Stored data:
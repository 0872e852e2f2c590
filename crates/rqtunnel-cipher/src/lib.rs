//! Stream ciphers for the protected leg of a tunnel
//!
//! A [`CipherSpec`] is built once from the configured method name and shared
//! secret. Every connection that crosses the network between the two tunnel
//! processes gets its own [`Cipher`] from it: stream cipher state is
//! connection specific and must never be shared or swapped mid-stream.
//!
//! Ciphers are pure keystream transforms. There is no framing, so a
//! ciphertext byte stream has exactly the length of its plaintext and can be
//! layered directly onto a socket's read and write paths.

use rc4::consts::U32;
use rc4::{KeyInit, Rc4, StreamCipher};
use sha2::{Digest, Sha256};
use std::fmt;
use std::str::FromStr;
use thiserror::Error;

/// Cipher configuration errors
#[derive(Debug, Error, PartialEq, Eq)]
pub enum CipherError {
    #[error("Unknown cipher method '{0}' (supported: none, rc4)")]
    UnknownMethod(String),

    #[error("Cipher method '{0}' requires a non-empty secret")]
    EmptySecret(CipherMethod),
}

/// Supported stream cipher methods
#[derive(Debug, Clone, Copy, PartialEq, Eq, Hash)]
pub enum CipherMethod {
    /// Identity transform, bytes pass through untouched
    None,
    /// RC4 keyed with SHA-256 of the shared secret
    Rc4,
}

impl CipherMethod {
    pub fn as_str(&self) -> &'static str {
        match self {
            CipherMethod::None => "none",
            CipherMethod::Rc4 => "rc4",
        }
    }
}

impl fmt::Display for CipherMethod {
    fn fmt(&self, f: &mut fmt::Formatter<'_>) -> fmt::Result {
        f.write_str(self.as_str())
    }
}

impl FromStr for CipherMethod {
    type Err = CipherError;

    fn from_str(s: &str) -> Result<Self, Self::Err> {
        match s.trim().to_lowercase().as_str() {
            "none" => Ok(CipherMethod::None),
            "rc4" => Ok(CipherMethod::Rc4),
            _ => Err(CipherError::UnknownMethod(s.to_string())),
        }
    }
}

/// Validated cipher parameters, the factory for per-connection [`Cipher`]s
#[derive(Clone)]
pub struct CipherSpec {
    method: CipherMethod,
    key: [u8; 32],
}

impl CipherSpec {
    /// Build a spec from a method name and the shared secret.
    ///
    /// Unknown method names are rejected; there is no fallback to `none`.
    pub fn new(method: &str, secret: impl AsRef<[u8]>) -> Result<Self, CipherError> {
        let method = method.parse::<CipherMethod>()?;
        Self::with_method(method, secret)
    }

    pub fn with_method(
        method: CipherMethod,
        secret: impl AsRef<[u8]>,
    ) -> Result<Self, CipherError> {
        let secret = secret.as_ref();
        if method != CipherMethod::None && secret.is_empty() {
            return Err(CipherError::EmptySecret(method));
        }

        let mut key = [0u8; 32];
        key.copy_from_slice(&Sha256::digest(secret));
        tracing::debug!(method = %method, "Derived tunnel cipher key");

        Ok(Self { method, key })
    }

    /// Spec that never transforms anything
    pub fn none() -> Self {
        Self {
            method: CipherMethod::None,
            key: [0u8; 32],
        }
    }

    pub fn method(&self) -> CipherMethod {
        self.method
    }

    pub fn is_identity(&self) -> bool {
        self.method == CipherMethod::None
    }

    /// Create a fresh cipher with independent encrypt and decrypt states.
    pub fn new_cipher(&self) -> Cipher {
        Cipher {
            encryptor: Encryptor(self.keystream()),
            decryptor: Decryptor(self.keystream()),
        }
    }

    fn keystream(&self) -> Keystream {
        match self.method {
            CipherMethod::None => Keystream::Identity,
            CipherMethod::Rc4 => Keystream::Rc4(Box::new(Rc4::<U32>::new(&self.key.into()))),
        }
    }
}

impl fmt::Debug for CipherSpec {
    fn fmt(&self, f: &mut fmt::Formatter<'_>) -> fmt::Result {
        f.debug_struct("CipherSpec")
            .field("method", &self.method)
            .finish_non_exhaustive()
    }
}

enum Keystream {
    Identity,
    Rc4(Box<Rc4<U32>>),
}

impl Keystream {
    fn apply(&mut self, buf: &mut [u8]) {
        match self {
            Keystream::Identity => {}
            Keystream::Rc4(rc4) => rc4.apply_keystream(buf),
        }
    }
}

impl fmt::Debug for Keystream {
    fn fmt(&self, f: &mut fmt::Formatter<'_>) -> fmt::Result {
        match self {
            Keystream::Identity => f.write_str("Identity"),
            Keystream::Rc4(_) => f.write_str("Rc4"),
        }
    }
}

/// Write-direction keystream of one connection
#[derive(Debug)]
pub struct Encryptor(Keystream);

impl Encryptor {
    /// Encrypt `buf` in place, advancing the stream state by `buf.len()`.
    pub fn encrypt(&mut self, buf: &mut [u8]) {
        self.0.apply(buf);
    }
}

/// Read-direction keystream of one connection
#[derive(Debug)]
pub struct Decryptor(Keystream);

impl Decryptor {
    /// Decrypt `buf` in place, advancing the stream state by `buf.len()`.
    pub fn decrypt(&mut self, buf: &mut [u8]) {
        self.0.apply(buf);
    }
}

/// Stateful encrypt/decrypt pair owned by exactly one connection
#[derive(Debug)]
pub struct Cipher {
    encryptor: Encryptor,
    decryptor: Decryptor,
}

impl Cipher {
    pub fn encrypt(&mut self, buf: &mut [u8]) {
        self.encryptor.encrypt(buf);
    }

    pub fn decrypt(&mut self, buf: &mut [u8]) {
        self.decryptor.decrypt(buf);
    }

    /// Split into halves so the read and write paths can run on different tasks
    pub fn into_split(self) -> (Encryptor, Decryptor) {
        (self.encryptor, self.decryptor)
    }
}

[ASSIGNMENT]
If a line falls between the first line of the entries and the line containing "the two tunnel", or is one of those two, restate it word for word; leave all other lines out.

[EXERCISE ANSWER]
repository 0872e852e2f2c590
filename crates/rqtunnel-cipher/src/lib.rs
//! Stream ciphers for the protected leg of a tunnel
//!
//! A [`CipherSpec`] is built once from the configured method name and shared
//! secret. Every connection that crosses the network between the two tunnel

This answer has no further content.